In the administration’s Race to the Top initiative, the U.S. Department of Education encouraged states to devise performance pay plans for teachers in the hope that such an intervention could have a significant impact on student performance.
But is there anything in the data the OECD has accumulated to give policymakers reason to believe that merit pay works? Do the countries that pay teachers based on their performance score higher on PISA tests? Based on my new analysis, the answer is yes. A little-used survey conducted by the OECD in 2005 makes it possible to identify the developed countries participating in PISA that appear to have some kind of performance pay plan. Linking that information to a country’s test performance, one finds that students in countries with performance pay perform at higher levels in math, science, and reading. Specifically, students in countries that permit teacher salaries to be adjusted for outstanding performance score approximately one-quarter of a standard deviation higher on the international math and reading tests, and about 15 percent higher on the science test, than students in countries without performance pay. These findings are obtained after adjustments for levels of economic development across countries, student background characteristics, and features of national school systems.
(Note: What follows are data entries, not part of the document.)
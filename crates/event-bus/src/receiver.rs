use std::marker::PhantomData;

use channel::RecvError;
use flume as channel;

use crate::event_bus::BusEvent;

/// Wrapper for an async channel receiver.
/// Encapsulates downcasting the boxed event to the subscribed type.
#[derive(Clone)]
pub struct Receiver<E: Clone> {
    inner: channel::Receiver<Box<dyn BusEvent>>,
    __event: PhantomData<E>,
}

impl<E: Clone + 'static> Receiver<E> {
    /// Create new receiver from async channel receiver.
    pub fn new(inner: channel::Receiver<Box<dyn BusEvent>>) -> Self {
        Self {
            inner,
            __event: Default::default(),
        }
    }

    /// Receive event from channel.
    pub async fn recv(&self) -> Result<E, RecvError> {
        let event_raw = self.inner.recv_async().await?;

        let event_any = event_raw.as_any();

        match event_any.downcast_ref::<E>() {
            Some(inner) => Ok(inner.clone()),
            None => panic!("invalid event type"),
        }
    }

    pub fn is_empty(&self) -> bool {
        self.inner.is_empty()
    }

    pub fn len(&self) -> usize {
        self.inner.len()
    }
}
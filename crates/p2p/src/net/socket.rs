//! Peer socket with a bounded outbound queue.
use std::collections::VecDeque;
use std::io::{self, Read, Write};
use std::net;
use std::time::{Duration, Instant};

use tracing::warn;

use crate::net::Link;

/// Maximum number of queued outbound messages per peer. Past this, new
/// messages are dropped rather than blocking the sender.
const SEND_QUEUE_CAPACITY: usize = 100;

/// Minimum interval between drop warnings for one peer.
const DROP_LOG_INTERVAL: Duration = Duration::from_secs(10);

/// A peer connection: the raw stream plus the queue of bytes waiting to be
/// flushed to it.
#[derive(Debug)]
pub struct Socket<R> {
    raw: R,
    /// Remote address.
    pub address: net::SocketAddr,
    /// Link direction.
    pub link: Link,
    /// Queued outbound messages, oldest first.
    queue: VecDeque<Vec<u8>>,
    /// How much of the front message has been written.
    written: usize,
    /// Last time a dropped message was logged for this peer.
    last_drop_log: Option<Instant>,
}

impl<R: Read + Write> Socket<R> {
    /// Wrap a raw stream.
    pub fn from(raw: R, address: net::SocketAddr, link: Link) -> Self {
        Self {
            raw,
            address,
            link,
            queue: VecDeque::new(),
            written: 0,
            last_drop_log: None,
        }
    }

    /// Queue a message for sending. A full queue drops the message; the drop
    /// is logged at most once per [`DROP_LOG_INTERVAL`] per peer.
    pub fn push(&mut self, bytes: &[u8]) {
        if self.queue.len() >= SEND_QUEUE_CAPACITY {
            let now = Instant::now();
            let should_log = self
                .last_drop_log
                .map_or(true, |last| now.duration_since(last) >= DROP_LOG_INTERVAL);

            if should_log {
                warn!(
                    target: "net",
                    "{}: Send queue full, dropping message(s)", self.address
                );
                self.last_drop_log = Some(now);
            }
            return;
        }

        self.queue.push_back(bytes.to_vec());
    }

    /// Write as much of the queue as the stream accepts. `Ok(())` means the
    /// queue was drained; `WouldBlock`/`WriteZero` mean the remainder stays
    /// queued and the caller should retry when the socket is writable again.
    pub fn drain(&mut self) -> io::Result<()> {
        while let Some(front) = self.queue.front() {
            match self.raw.write(&front[self.written..]) {
                Ok(0) => return Err(io::Error::from(io::ErrorKind::WriteZero)),
                Ok(n) => {
                    self.written += n;
                    if self.written == front.len() {
                        self.queue.pop_front();
                        self.written = 0;
                    }
                }
                Err(err) => return Err(err),
            }
        }

        self.raw.flush()
    }
}

impl Socket<net::TcpStream> {
    /// The local address of the underlying stream.
    pub fn local_address(&self) -> io::Result<net::SocketAddr> {
        self.raw.local_addr()
    }

    /// Shut the connection down.
    pub fn disconnect(&self) -> io::Result<()> {
        self.raw.shutdown(net::Shutdown::Both)
    }
}

impl<R: Read + Write> Read for Socket<R> {
    fn read(&mut self, buf: &mut [u8]) -> io::Result<usize> {
        self.raw.read(buf)
    }
}

#[cfg(test)]
mod tests {
    use super::*;

    /// A stream that accepts a limited number of bytes per write.
    struct Throttled {
        accepted: Vec<u8>,
        per_write: usize,
        blocked: bool,
    }

    impl Read for Throttled {
        fn read(&mut self, _buf: &mut [u8]) -> io::Result<usize> {
            Ok(0)
        }
    }

    impl Write for Throttled {
        fn write(&mut self, buf: &[u8]) -> io::Result<usize> {
            if self.blocked {
                return Err(io::Error::from(io::ErrorKind::WouldBlock));
            }
            let n = buf.len().min(self.per_write);
            self.accepted.extend_from_slice(&buf[..n]);
            Ok(n)
        }

        fn flush(&mut self) -> io::Result<()> {
            Ok(())
        }
    }

    fn socket(per_write: usize, blocked: bool) -> Socket<Throttled> {
        Socket::from(
            Throttled {
                accepted: Vec::new(),
                per_write,
                blocked,
            },
            "127.0.0.1:18666".parse().unwrap(),
            Link::Outbound,
        )
    }

    #[test]
    fn partial_writes_resume_where_they_left_off() {
        let mut socket = socket(3, false);

        socket.push(&[1, 2, 3, 4, 5]);
        socket.push(&[6, 7]);
        socket.drain().unwrap();

        assert_eq!(socket.raw.accepted, vec![1, 2, 3, 4, 5, 6, 7]);
        assert!(socket.queue.is_empty());
    }

    #[test]
    fn full_queue_drops_instead_of_growing() {
        let mut socket = socket(usize::MAX, true);

        for i in 0..(SEND_QUEUE_CAPACITY + 10) {
            socket.push(&[i as u8]);
        }

        assert_eq!(socket.queue.len(), SEND_QUEUE_CAPACITY);
    }

    #[test]
    fn blocked_stream_keeps_remainder_queued() {
        let mut socket = socket(usize::MAX, true);

        socket.push(&[1, 2, 3]);
        let err = socket.drain().unwrap_err();

        assert_eq!(err.kind(), io::ErrorKind::WouldBlock);
        assert_eq!(socket.queue.len(), 1);
    }
}
//! Peer connection manager: keeps the set of inbound and outbound
//! connections inside its configured bounds and runs the `version`/`verack`
//! handshake with every new peer.
use std::collections::HashMap;
use std::net::SocketAddr;
use std::sync::Arc;

use tracing::{debug, error};

use trust_dns_resolver::{
    config::{ResolverConfig, ResolverOpts},
    TokioAsyncResolver,
};

use bitcoin::network::address::Address;
use bitcoin::network::constants::ServiceFlags;
use bitcoin::network::message_network::VersionMessage;
use sqk_types::network::Network;

use crate::{
    common::peer::{AddressSource, Source},
    common::time::Clock,
    fsm::handler::DisconnectReason,
    fsm::handler::PeerId,
    net::{Disconnect as NetDisconnect, Link, LocalDuration, LocalTime},
};

use super::output::Wire;

/// How long the remote gets to finish the handshake before we hang up.
pub const HANDSHAKE_TIMEOUT: LocalDuration = LocalDuration::from_secs(30);
/// How long a dial may sit unanswered.
pub const CONNECTION_TIMEOUT: LocalDuration = LocalDuration::from_secs(10);
/// Default lower bound of outbound peer connections.
pub const DEFAULT_MIN_PEERS: usize = 5;
/// Default upper bound of peer connections.
pub const DEFAULT_MAX_PEERS: usize = 10;
/// Default interval between connection-maintenance runs.
pub const DEFAULT_UPDATE_INTERVAL: LocalDuration = LocalDuration::from_secs(10);

/// An event originating in the peer manager.
#[derive(Debug, Clone)]
pub enum Event {
    /// A peer sent us its `version`.
    VersionReceived {
        addr: PeerId,
        msg: VersionMessage,
    },
    /// A peer finished the handshake and is ready for squeak traffic.
    Negotiated {
        addr: PeerId,
        link: Link,
        user_agent: String,
        version: u32,
    },
    /// The maintenance run is dialing an address it picked.
    Connecting(PeerId, Source),
    /// A dial went nowhere.
    ConnectionFailed(PeerId, Arc<std::io::Error>),
    /// A socket to the peer exists; the handshake hasn't started yet.
    Connected(PeerId, Link),
    /// The peer is gone.
    Disconnected(PeerId, NetDisconnect<DisconnectReason>),
}

impl std::fmt::Display for Event {
    fn fmt(&self, fmt: &mut std::fmt::Formatter<'_>) -> std::fmt::Result {
        match self {
            Self::VersionReceived { addr, msg } => write!(
                fmt,
                "{}: version = {}, agent = {}, timestamp = {}, nonce = {}",
                addr, msg.version, msg.user_agent, msg.timestamp, msg.nonce,
            ),
            Self::Negotiated {
                addr, user_agent, ..
            } => {
                write!(fmt, "{}: handshake complete ({})", addr, user_agent)
            }
            Self::Connecting(addr, source) => {
                write!(fmt, "dialing {} (address from {})", addr, source)
            }
            Self::Connected(addr, link) => write!(fmt, "{}: connected ({:?})", addr, link),
            Self::ConnectionFailed(addr, err) => {
                write!(fmt, "{}: dial failed: {}", addr, err)
            }
            Self::Disconnected(addr, reason) => {
                write!(fmt, "{}: disconnected ({})", addr, reason)
            }
        }
    }
}
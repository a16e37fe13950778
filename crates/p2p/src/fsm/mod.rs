//! The squeak protocol state machine and its sub-protocol managers.
use crate::net::LocalTime;

pub mod addrmgr;
pub mod handler;
pub mod output;
pub mod peermgr;
pub mod pingmgr;

/// A peer-to-peer event, surfaced from whichever manager produced it.
#[derive(Debug, Clone)]
pub enum Event {
    /// The node is initializing its state machine and about to start network activity.
    Initializing,
    /// The node is initialized and ready to receive commands.
    Ready {
        /// Local time.
        time: LocalTime,
    },
    /// An address manager event.
    Address(addrmgr::Event),
    /// A peer manager event.
    Peer(peermgr::Event),
    /// A ping manager event.
    Ping(pingmgr::Event),
}

impl From<peermgr::Event> for Event {
    fn from(e: peermgr::Event) -> Self {
        Self::Peer(e)
    }
}

impl From<addrmgr::Event> for Event {
    fn from(e: addrmgr::Event) -> Self {
        Self::Address(e)
    }
}

impl From<pingmgr::Event> for Event {
    fn from(e: pingmgr::Event) -> Self {
        Self::Ping(e)
    }
}
use std::fmt;
use std::hash::{Hash, Hasher};
use std::io;
use std::net::{SocketAddr, ToSocketAddrs};

use crate::network::Network;

/// Network location of a peer.
///
/// Equality and hashing are structural with a case-insensitive host, so two
/// addresses naming the same peer with different host casing collapse to one
/// connection-map entry. Port `0` stands for the network's default port.
#[derive(Debug, Clone)]
#[cfg_attr(feature = "serde", derive(serde::Serialize, serde::Deserialize))]
pub struct PeerAddress {
    pub network: Network,
    pub host: String,
    pub port: u16,
}

impl PeerAddress {
    pub fn new(network: Network, host: impl Into<String>, port: u16) -> Self {
        Self {
            network,
            host: host.into(),
            port,
        }
    }

    /// The port to actually dial: the explicit port, or the network default.
    pub fn resolved_port(&self) -> u16 {
        if self.port == 0 {
            self.network.default_port()
        } else {
            self.port
        }
    }

    /// Resolve to a socket address for dialing.
    pub fn to_socket_addr(&self) -> io::Result<SocketAddr> {
        (self.host.as_str(), self.resolved_port())
            .to_socket_addrs()?
            .next()
            .ok_or_else(|| {
                io::Error::new(
                    io::ErrorKind::AddrNotAvailable,
                    format!("no address found for host {}", self.host),
                )
            })
    }

    /// The address as a peer observed on an established socket.
    pub fn from_socket_addr(network: Network, addr: SocketAddr) -> Self {
        Self {
            network,
            host: addr.ip().to_string(),
            port: addr.port(),
        }
    }
}

impl PartialEq for PeerAddress {
    fn eq(&self, other: &Self) -> bool {
        self.network == other.network
            && self.port == other.port
            && self.host.eq_ignore_ascii_case(&other.host)
    }
}

impl Eq for PeerAddress {}

impl Hash for PeerAddress {
    fn hash<H: Hasher>(&self, state: &mut H) {
        self.network.hash(state);
        self.host.to_ascii_lowercase().hash(state);
        self.port.hash(state);
    }
}

impl fmt::Display for PeerAddress {
    fn fmt(&self, f: &mut fmt::Formatter<'_>) -> fmt::Result {
        write!(f, "{}:{}", self.host, self.resolved_port())
    }
}

#[cfg(test)]
mod tests {
    use super::*;

    #[test]
    fn host_comparison_ignores_case() {
        let a = PeerAddress::new(Network::Mainnet, "Node.Example.Com", 8555);
        let b = PeerAddress::new(Network::Mainnet, "node.example.com", 8555);

        assert_eq!(a, b);
    }

    #[test]
    fn zero_port_uses_network_default() {
        let addr = PeerAddress::new(Network::Testnet, "127.0.0.1", 0);
        assert_eq!(addr.resolved_port(), Network::Testnet.default_port());
    }

    #[test]
    fn differing_networks_differ() {
        let a = PeerAddress::new(Network::Mainnet, "host", 8555);
        let b = PeerAddress::new(Network::Simnet, "host", 8555);

        assert_ne!(a, b);
    }
}
#[async_trait]
impl<C: AdjustedClock<PeerId> + Sync + Send> crate::net::StateMachine for StateMachine<C> {
    type Message = RawNetworkMessage;
    type Event = Event;
    type DisconnectReason = DisconnectReason;

    async fn initialize(&mut self, time: LocalTime) {
        self.clock.set(time);
        self.outbox.event(Event::Initializing);
        self.addrmgr.initialize();
        self.peermgr.initialize(&mut self.addrmgr).await;

        self.outbox.event(Event::Ready { time });
    }

    async fn message_received(&mut self, addr: &SocketAddr, msg: Cow<'_, RawNetworkMessage>) {
        let now = self.clock.local_time();
        let addr = *addr;
        let msg = msg.into_owned();

        if msg.magic != self.network.magic() {
            self.disconnect(addr, DisconnectReason::PeerMagic(msg.magic));
            return;
        }

        if !self.peermgr.is_connected(&addr) {
            debug!(target: "p2p", "Received {:?} from unknown peer {}", msg.command(), addr);
            return;
        }

        debug!(target: "p2p", "Received {:?} from {}", msg.command(), addr);

        // Any traffic counts against the silence timeout.
        self.pingmgr.received_message(&addr);

        match msg.payload {
            NetworkMessage::Version(version) => {
                self.peermgr
                    .received_version(&addr, version, &mut self.addrmgr);
            }
            NetworkMessage::Verack => {
                if let Some((peer, conn)) = self.peermgr.received_verack(&addr, now) {
                    self.addrmgr.peer_negotiated(&addr);
                    self.pingmgr.peer_negotiated(conn.addr);

                    self.event_bus
                        .send(ControllerMessage::PeerConnected(summary(&peer, &conn)))
                        .await;
                }
            }
            NetworkMessage::Ping(nonce) => {
                if self.pingmgr.received_ping(addr, nonce) {
                    self.addrmgr.peer_active(addr);
                }
            }
            NetworkMessage::Pong(nonce) => {
                if self.pingmgr.received_pong(addr, nonce, now) {
                    self.addrmgr.peer_active(addr);
                }
            }
            NetworkMessage::GetAddr => {
                self.addrmgr.received_getaddr(&addr);
            }
            NetworkMessage::Addr(addresses) => {
                self.addrmgr.received_addr(addr, addresses);
            }
            NetworkMessage::Inv(inv) => {
                if self.is_negotiated(&addr) {
                    self.forward(ControllerP2PMessage::Inv { inv, sender: addr })
                        .await;
                }
            }
            NetworkMessage::GetSqueaks(inv) => {
                if self.is_negotiated(&addr) {
                    self.forward(ControllerP2PMessage::GetSqueaks { inv, sender: addr })
                        .await;
                }
            }
            NetworkMessage::Squeak(squeak) => {
                if self.is_negotiated(&addr) {
                    self.forward(ControllerP2PMessage::Squeak {
                        squeak,
                        sender: addr,
                    })
                    .await;
                }
            }
            NetworkMessage::GetOffer(squeak_hash) => {
                if self.is_negotiated(&addr) {
                    self.forward(ControllerP2PMessage::GetOffer {
                        squeak_hash,
                        sender: addr,
                    })
                    .await;
                }
            }
            NetworkMessage::Offer(offer) => {
                if self.is_negotiated(&addr) {
                    self.forward(ControllerP2PMessage::Offer { offer, sender: addr })
                        .await;
                }
            }
            NetworkMessage::Subscribe(filter) => {
                if self.is_negotiated(&addr) {
                    self.forward(ControllerP2PMessage::Subscribe {
                        filter,
                        sender: addr,
                    })
                    .await;
                }
            }
            NetworkMessage::Unsubscribe(filter) => {
                if self.is_negotiated(&addr) {
                    self.forward(ControllerP2PMessage::Unsubscribe {
                        filter,
                        sender: addr,
                    })
                    .await;
                }
            }
            NetworkMessage::Unknown { command, .. } => {
                warn!(target: "p2p", "Received unknown command {:?} from {}", command, addr);
                self.disconnect(
                    addr,
                    DisconnectReason::PeerMisbehaving("unknown message command"),
                );
            }
        }
    }

    fn attempted(&mut self, addr: &net::SocketAddr) {
        self.addrmgr.peer_attempted(addr);
        self.peermgr.peer_attempted(addr);
    }

    fn connected(&mut self, addr: net::SocketAddr, local_addr: &net::SocketAddr, link: Link) -> bool {
        if self.peermgr.peer_connected(addr, *local_addr, link) {
            return false;
        }
        self.addrmgr.peer_connected(&addr);

        true
    }

    async fn disconnected(&mut self, addr: &SocketAddr, reason: Disconnect<DisconnectReason>) {
        // Capture the peer's summary before the managers forget it.
        let negotiated = self
            .peermgr
            .peers()
            .find(|(p, c)| c.addr == *addr && p.is_negotiated())
            .map(|(p, c)| summary(p, c));

        self.addrmgr.peer_disconnected(addr);
        self.pingmgr.peer_disconnected(addr);
        self.peermgr
            .peer_disconnected(addr, &mut self.addrmgr, reason)
            .await;

        if let Some(peer) = negotiated {
            self.event_bus
                .send(ControllerMessage::PeerDisconnected(peer))
                .await;
        }
    }

    fn is_disconnected(&mut self, addr: SocketAddr) -> bool {
        self.peermgr.is_disconnected(&addr)
    }

    fn tick(&mut self, local_time: LocalTime) {
        self.clock.set(local_time);
    }

    async fn timer_expired(&mut self) {
        self.pingmgr.received_wake();
        self.addrmgr.received_wake();
        self.peermgr.received_wake(&mut self.addrmgr).await;
    }

    fn is_connected(&mut self, addr: SocketAddr) -> bool {
        self.peermgr.is_connected(&addr)
    }
}
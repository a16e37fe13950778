mod squeaks;
pub use squeaks::SqueakStorage;

mod offers;
pub use offers::OfferStorage;

mod payments;
pub use payments::PaymentStorage;

mod profiles;
pub use profiles::ProfileStorage;

mod peers;
pub use peers::PeerStorage;

pub type StorageResult<T> = Result<T, StorageError>;

#[derive(Debug, thiserror::Error)]
pub enum StorageError {
    #[error("profile name already exists: {0}")]
    ProfileNameExists(String),
    #[error("unsupported connection string: {0}")]
    UnsupportedConnectionString(String),
    #[error("storage error: {0}")]
    Backend(Box<dyn std::error::Error + Send + Sync + 'static>),
}
use serde::Deserialize;

#[derive(Deserialize, Clone)]
pub struct LightningConfig {
    /// Which backend to use. Only `lnd-rest` is currently understood.
    #[serde(default = "default_backend")]
    pub backend: String,

    pub lnd: LndConfig,
}

fn default_backend() -> String {
    "lnd-rest".to_owned()
}

#[derive(Deserialize, Clone)]
pub struct LndConfig {
    /// Base URL of the LND REST endpoint, eg. `https://localhost:8080`.
    pub rest_url: String,

    /// Hex-encoded admin macaroon.
    pub macaroon_hex: String,

    /// Request timeout, seconds.
    #[serde(default = "default_timeout_s")]
    pub timeout_s: u64,
}

fn default_timeout_s() -> u64 {
    30
}
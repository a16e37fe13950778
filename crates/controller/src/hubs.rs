use event_bus::Hub;

use sqk_types::{PeerEvent, ReceivedOffer, ReceivedPayment, SqueakEntry};

/// The fan-out side of the node: one hub per event kind, so publishers only
/// touch the shard they care about. Cloning shares the underlying hubs.
#[derive(Clone, Default)]
pub struct NodeHubs {
    /// Connection-map changes.
    pub peer_events: Hub<PeerEvent>,
    /// Offers received from peers.
    pub buy_offers: Hub<ReceivedOffer>,
    /// Squeaks saved or updated locally.
    pub squeak_displays: Hub<SqueakEntry>,
    /// Settled incoming payments.
    pub received_payments: Hub<ReceivedPayment>,
}

impl NodeHubs {
    pub fn new() -> Self {
        Self::default()
    }
}
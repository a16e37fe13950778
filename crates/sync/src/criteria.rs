use sqk_types::{BlockRange, Squeak, SqueakHash};

/// Which downloaded squeaks are worth keeping.
#[derive(Debug, Clone, PartialEq, Eq)]
pub enum DownloadCriteria {
    /// Exactly one squeak, fetched on demand.
    Hash { squeak_hash: SqueakHash },
    /// Followed authors inside a block range.
    Range {
        block_range: BlockRange,
        follow_list: Vec<String>,
    },
}

impl DownloadCriteria {
    pub fn is_interested(&self, squeak: &Squeak) -> bool {
        match self {
            DownloadCriteria::Hash { squeak_hash } => squeak.hash() == *squeak_hash,
            DownloadCriteria::Range {
                block_range,
                follow_list,
            } => {
                block_range.contains(squeak.block_height)
                    && follow_list.contains(&squeak.author_address)
            }
        }
    }
}

#[cfg(test)]
mod tests {
    use super::*;
    use bitcoin::hashes::Hash;
    use bitcoin::secp256k1::{rand::thread_rng, SecretKey};
    use bitcoin::BlockHash;
    use sqk_types::network::Network;

    fn squeak(height: u32) -> Squeak {
        let key = SecretKey::new(&mut thread_rng());
        Squeak::make(
            &key,
            Network::Simnet,
            "criteria",
            height,
            BlockHash::all_zeros(),
            None,
            0,
        )
        .unwrap()
        .0
    }

    #[test]
    fn hash_criteria_matches_only_its_squeak() {
        let squeak = squeak(5);

        let matching = DownloadCriteria::Hash {
            squeak_hash: squeak.hash(),
        };
        assert!(matching.is_interested(&squeak));

        let other = DownloadCriteria::Hash {
            squeak_hash: SqueakHash::from_byte_array([1u8; 32]),
        };
        assert!(!other.is_interested(&squeak));
    }

    #[test]
    fn range_criteria_needs_both_follow_and_range() {
        let squeak = squeak(50);

        let interested = DownloadCriteria::Range {
            block_range: BlockRange::new(0, 100),
            follow_list: vec![squeak.author_address.clone()],
        };
        assert!(interested.is_interested(&squeak));

        let not_followed = DownloadCriteria::Range {
            block_range: BlockRange::new(0, 100),
            follow_list: vec![],
        };
        assert!(!not_followed.is_interested(&squeak));

        let out_of_range = DownloadCriteria::Range {
            block_range: BlockRange::new(60, 100),
            follow_list: vec![squeak.author_address.clone()],
        };
        assert!(!out_of_range.is_interested(&squeak));
    }
}
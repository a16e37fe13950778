//! Typed channels between node services, plus bounded fan-out subscriptions.
//!
//! The [`EventBus`] routes messages between long-running services: each
//! message type gets one channel, and a service extracts only the channels it
//! is allowed to touch. The [`hub`] module provides the one-to-many side:
//! every subscriber owns a bounded queue, and slow subscribers lag instead of
//! blocking the publisher.
mod event_bus;

pub use crate::event_bus::{BusEvent, Error, EventBus};
use std::any::TypeId;

pub mod hub;
mod macros;
mod receiver;

pub use crate::hub::{Hub, HubEvent, HubReceiver};
pub use crate::receiver::Receiver;

pub use event_bus_macros::Event;

/// Wraps retrieving [`std::any::TypeId`] for type T.
///
/// Use [`typeid`] macros for vec
pub fn tid<T: 'static>() -> TypeId {
    TypeId::of::<T>()
}
use async_trait::async_trait;
use bitcoin::block::Header as BlockHeader;
use sqk_types::{DecryptionKey, SqueakEntry, SqueakHash};

use crate::StorageResult;

/// Squeak persistence and query surface.
///
/// Entry-returning queries order newest first (block height, then time) and
/// decorate entries with the author's local profile name where one exists.
#[async_trait]
pub trait SqueakStorage {
    /// Insert a squeak with the block header it is anchored to. Returns the
    /// squeak hash, or `None` if the squeak was already present.
    async fn insert_squeak(
        &self,
        squeak: &sqk_types::Squeak,
        header: &BlockHeader,
    ) -> StorageResult<Option<SqueakHash>>;

    async fn get_squeak(&self, hash: &SqueakHash) -> StorageResult<Option<sqk_types::Squeak>>;

    /// The block header stored with the squeak at insert time.
    async fn get_block_header(&self, hash: &SqueakHash) -> StorageResult<Option<BlockHeader>>;

    async fn delete_squeak(&self, hash: &SqueakHash) -> StorageResult<()>;

    /// Unlock a stored squeak: record its decryption key and decrypted
    /// content. The content is denormalized so queries never re-decrypt.
    async fn set_decryption_key(
        &self,
        hash: &SqueakHash,
        key: DecryptionKey,
        content: &str,
    ) -> StorageResult<()>;

    async fn set_squeak_liked(&self, hash: &SqueakHash, time_ms: u64) -> StorageResult<()>;

    async fn set_squeak_unliked(&self, hash: &SqueakHash) -> StorageResult<()>;

    /// Hashes of stored squeaks by the given authors inside the inclusive
    /// block range. Used by upload reconciliation and inv serving.
    async fn lookup_squeaks(
        &self,
        addresses: &[String],
        min_block: u32,
        max_block: u32,
    ) -> StorageResult<Vec<SqueakHash>>;

    /// The stored squeak whose decryption-key commitment equals `data_key`.
    /// The commitment doubles as the payment hash of offers sold for the
    /// squeak, so this resolves settled invoices back to squeaks.
    async fn get_squeak_by_data_key(
        &self,
        data_key: &[u8; 32],
    ) -> StorageResult<Option<SqueakHash>>;

    async fn get_squeak_entry(&self, hash: &SqueakHash) -> StorageResult<Option<SqueakEntry>>;

    /// Entries by followed authors, newest first.
    async fn get_timeline_entries(&self, limit: usize) -> StorageResult<Vec<SqueakEntry>>;

    /// Entries by one author, newest first.
    async fn get_address_entries(
        &self,
        address: &str,
        limit: usize,
    ) -> StorageResult<Vec<SqueakEntry>>;

    /// Liked entries, most recently liked first.
    async fn get_liked_entries(&self, limit: usize) -> StorageResult<Vec<SqueakEntry>>;

    /// The reply chain from the thread root down to the given squeak,
    /// inclusive. Empty if the squeak is unknown.
    async fn get_thread_ancestor_entries(
        &self,
        hash: &SqueakHash,
    ) -> StorageResult<Vec<SqueakEntry>>;

    /// Direct replies to the given squeak, newest first.
    async fn get_thread_reply_entries(&self, hash: &SqueakHash)
        -> StorageResult<Vec<SqueakEntry>>;

    /// Case-insensitive substring search over unlocked content. `last` is a
    /// resume cursor: entries at or before it are skipped.
    async fn get_squeak_entries_for_text_search(
        &self,
        text: &str,
        limit: usize,
        last: Option<SqueakHash>,
    ) -> StorageResult<Vec<SqueakEntry>>;

    async fn number_of_squeaks(&self) -> StorageResult<u64>;
}
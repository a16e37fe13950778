use std::net::SocketAddr;

use sqk_types::network::Network;

/// Long-lived community nodes, dialable before any addresses are learned.
const MAINNET: &[&str] = &[];
const TESTNET: &[&str] = &[];
const SIMNET: &[&str] = &[];

/// The hard-coded seed nodes for the given [`Network`].
pub(crate) fn seed_nodes(network: Network) -> Vec<SocketAddr> {
    let seeds = match network {
        Network::Mainnet => MAINNET,
        Network::Testnet => TESTNET,
        Network::Simnet => SIMNET,
    };

    tracing::debug!("Adding {} {} seed node(s)", seeds.len(), network);

    seeds
        .iter()
        .map(|seed| seed.parse().expect("seed addresses are valid"))
        .collect()
}
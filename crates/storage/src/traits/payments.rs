use async_trait::async_trait;
use sqk_types::{PaymentSummary, ReceivedPayment, SentPayment};

use crate::StorageResult;

/// Payment bookkeeping: every outgoing attempt (settled or failed) and every
/// settled incoming payment.
#[async_trait]
pub trait PaymentStorage {
    async fn save_sent_payment(&self, payment: &SentPayment) -> StorageResult<()>;

    /// Sent payments, newest first.
    async fn get_sent_payments(&self, limit: usize) -> StorageResult<Vec<SentPayment>>;

    /// A settled sent payment with this payment hash, if any. Guards against
    /// paying the same invoice twice.
    async fn get_settled_sent_payment(
        &self,
        payment_hash: &[u8; 32],
    ) -> StorageResult<Option<SentPayment>>;

    async fn save_received_payment(&self, payment: &ReceivedPayment) -> StorageResult<()>;

    /// Received payments, newest first.
    async fn get_received_payments(&self, limit: usize) -> StorageResult<Vec<ReceivedPayment>>;

    /// Clear received payments so they can be re-ingested from the Lightning
    /// backend after an outage.
    async fn delete_received_payments(&self) -> StorageResult<()>;

    /// Settle-index high-water mark of the Lightning invoice stream.
    async fn get_latest_settle_index(&self) -> StorageResult<u64>;

    async fn set_latest_settle_index(&self, index: u64) -> StorageResult<()>;

    async fn get_payment_summary(&self) -> StorageResult<PaymentSummary>;
}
I draw these conclusions cautiously, as my study is based on information on students in just 27 countries, and the available information on the extent of performance pay in a country is far from perfect. Further, the analysis is based on what researchers refer to as observational rather than experimental data, making it more difficult to make confident statements regarding causality.
It is possible that what I have observed is the opposite of what it seems: countries with high student achievement may find it easier to persuade teachers to accept pay for performance, thereby making it appear that merit pay is lifting achievement. More generally, both performance pay and higher levels of achievement could be produced by some set of factors other than all of those taken into account in the analysis. For example, performance pay could be more widely used in places where, as in Asia, cultural expectations for student performance are high, making it appear that performance pay systems are effective, when in fact both performance pay plans and student achievement are the result of underlying cultural characteristics. But even if my findings are not indisputable, I did carry out a variety of checks to see if any observable factor, such as Asian-European differences, could account for the conclusion. Thus far, I have been unable to find any convincing evidence that the findings are incorrect. Given that, let us take a closer look at what can be learned about the impact of performance pay from PISA data.
Standard economic theory predicts that workers will exert more effort when monetary rewards are tied to the amount of the product they produce. Not only does performance pay stimulate individual effort on the job, it is theorized, but jobs where rewards are tied to effort attract energetic, risk-taking employees who are likely to be more productive. This latter consideration, says Stanford economist Edward Lazear, “is perhaps the most important” way in which a merit pay plan can influence worker performance. But if economists expect positive results from merit pay, many educators believe that teachers are motivated primarily by the substantive mission of the teaching profession and that they do not respond to—indeed, they may resent and resist—monetary incentives that tie salary levels to performance indicators.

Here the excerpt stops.